8. What are indications that my child is teething? What can I do to make him/her more comfortable?

Signs of teething include restlessness, irritability, and loss of appetite. They may include a low grade fever due to the irritability or slight bouts of diarrhea due to the increased saliva. We recommend liquid Tylenol and do not recommend the use of topical gels such as Orajel or Numbs-it. The best solutions to soothe teething is to have the child chew on a frozen rubber teething ring or on a popsicle. Eruption of the first permanent molars (around the age of six) can often cause ear pain as well. However, always be sure to check with your pediatrician to rule out an ear infection.

9. Why is it important to fix primary teeth - they're only going to be replaced with permanent teeth?

Primary (baby) teeth are significant for esthetic (self-image) purposes, and for eating as well as proper speaking. Not only do permanent teeth help mold the jaws as they develop, they also act as placeholders; reserving the space for permanent teeth eruption, so a malocclusion or bad bit does not develop. The last baby tooth falls out around the age of 12. If not treated, a decayed baby tooth can affect the health of the permanent tooth, and most importantly, extensive decay can cause life-threatening infections.

10. My child is three and brushes his own teeth, why do I need to do it?

Young children are not capable of properly brushing their teeth. They lack the manual dexterity. That's why Dr. Caldwell recommends that parents brush their children's teeth for the first five years of their life. Do not use toothpaste until the child is capable of spitting (three to four years of age).
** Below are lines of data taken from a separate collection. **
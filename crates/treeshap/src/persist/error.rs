//! Persistence error types.

use thiserror::Error;

use crate::repr::EnsembleError;

/// Errors that can occur while writing an ensemble.
#[derive(Debug, Error)]
pub enum WriteError {
    /// I/O error during writing.
    #[error("I/O error: {0}")]
    Io(#[from] std::io::Error),

    /// JSON encoding error.
    #[error("JSON error: {0}")]
    Json(#[from] serde_json::Error),

    /// Postcard encoding error.
    #[error("encoding error: {0}")]
    Encoding(#[from] postcard::Error),

    /// A header field does not fit in 32 bits.
    #[error("{field} is too large for the binary format: {value}")]
    TooLarge { field: &'static str, value: usize },
}

/// Errors that can occur while reading an ensemble.
#[derive(Debug, Error)]
pub enum ReadError {
    /// File is not a treeshap ensemble (wrong magic).
    #[error("not a treeshap ensemble file")]
    NotAnEnsemble,

    /// Ensemble was written by a newer format version.
    #[error("ensemble uses format {major}.{minor}, which this version cannot read")]
    UnsupportedVersion { major: u32, minor: u32 },

    /// Payload checksum doesn't match.
    #[error("checksum mismatch: expected {expected:#010x}, got {actual:#010x}")]
    ChecksumMismatch { expected: u32, actual: u32 },

    /// File was truncated or incomplete.
    #[error("file truncated: expected {expected} bytes, got {actual}")]
    Truncated { expected: usize, actual: usize },

    /// Payload decoded but is internally inconsistent.
    #[error("corrupt payload: {0}")]
    CorruptPayload(String),

    /// Decoded trees failed validation.
    #[error("invalid ensemble: {0}")]
    Invalid(#[from] EnsembleError),

    /// I/O error during reading.
    #[error("I/O error: {0}")]
    Io(#[from] std::io::Error),

    /// JSON decoding error.
    #[error("JSON error: {0}")]
    Json(#[from] serde_json::Error),

    /// Postcard decoding error.
    #[error("decoding error: {0}")]
    Decoding(#[from] postcard::Error),
}
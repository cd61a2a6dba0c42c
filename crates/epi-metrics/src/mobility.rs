// SPDX-License-Identifier: MIT OR Apache-2.0

#![forbid(unsafe_code)]

use crate::color::{MOBILITY_DARK_COLOR, MOBILITY_DATA_COLOR};
use crate::evaluator::{
    Annotation, AnnotationPlacement, MetricEvaluator, StatSource, ToggleStrategy,
};
use crate::format::ValueFormat;
use epi_core::{MobilityCategory, RegionLevel};

const GOOGLE_MOBILITY_NAME: &str = "Google Mobility";

/// Display adjective for a mobility category.
pub fn category_adjective(category: MobilityCategory) -> &'static str {
    match category {
        MobilityCategory::RetailAndRecreation => "Retail",
        MobilityCategory::Workplace => "Workplace",
        MobilityCategory::Transit => "Transit",
        MobilityCategory::Parks => "Park",
        MobilityCategory::Residential => "Residential",
    }
}

/// The mobility metric family. Toggling cycles through the five
/// categories; values are signed change fractions displayed as percents.
pub fn mobility(with_benchmark: bool) -> MetricEvaluator {
    let mut result = MetricEvaluator::new("Mobility", "visitation", StatSource::Mobility);
    result.toggle_strategy = ToggleStrategy::CycleCategories;
    result.allow_negative = true;
    result.display_as_percent = true;
    result.value_format = ValueFormat::Percent { decimals: 0 };
    result.noun_with_number = Some("change".to_string());
    result.intensity.base_color = MOBILITY_DATA_COLOR;
    result.intensity.max_power_of_ten = 0.0;
    result.supported_level = RegionLevel::County;
    result.source = Some(GOOGLE_MOBILITY_NAME.to_string());
    if with_benchmark {
        result.benchmark = Some(Box::new(national_mobility().into()));
        result.benchmark_level = RegionLevel::Nation;
    }
    result
}

/// Nation-level benchmark variant of the mobility metric: smoothed, drawn
/// unfilled, annotated as the national average.
pub fn national_mobility() -> MetricEvaluator {
    let mut result = mobility(false);
    result.title = "National Mobility Data".to_string();
    result.intensity.base_color = MOBILITY_DARK_COLOR;
    result.smoothed = true;
    result.wants_fill = false;
    result.annotation = Some(Annotation {
        text: "National average".to_string(),
        placement: AnnotationPlacement::WeekAgo,
    });
    result
}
Toothpaste should be treated as a medication, and a pea-sized drop should be administered by the parent for the young child. Flossing should be performed prior to brushing and waxed or non-waxed floss may be used. Most children need supervision when brushing until the age of ten.

11. What are sealants and when are they recommended?

A sealant is a white plastic like coating that is placed on the chewing surface of the molars to protect them from decay. Dr. Caldwell recommends sealants for decay-free permanent molars.

12. Why do my child's permanent teeth appear slightly darker or more yellow than their baby teeth?

The permanent tooth has a larger blood supply which is closer to the surface of the tooth. This makes it appear darker. As the permanent tooth matures, the tooth shade will tend to lighten.

13. I hear my child grinding his teeth at night. Is this normal and how concerned should I be?

Many children will grind their teeth. You may hear them while they are sleeping. It is common for children to grind while either primary or permanent teeth are erupting. Grinding does not become a concern unless there is "wear" on the teeth. If the tooth is sensitive and is worn down close to or exposing the nerve, then treatment may be necessary.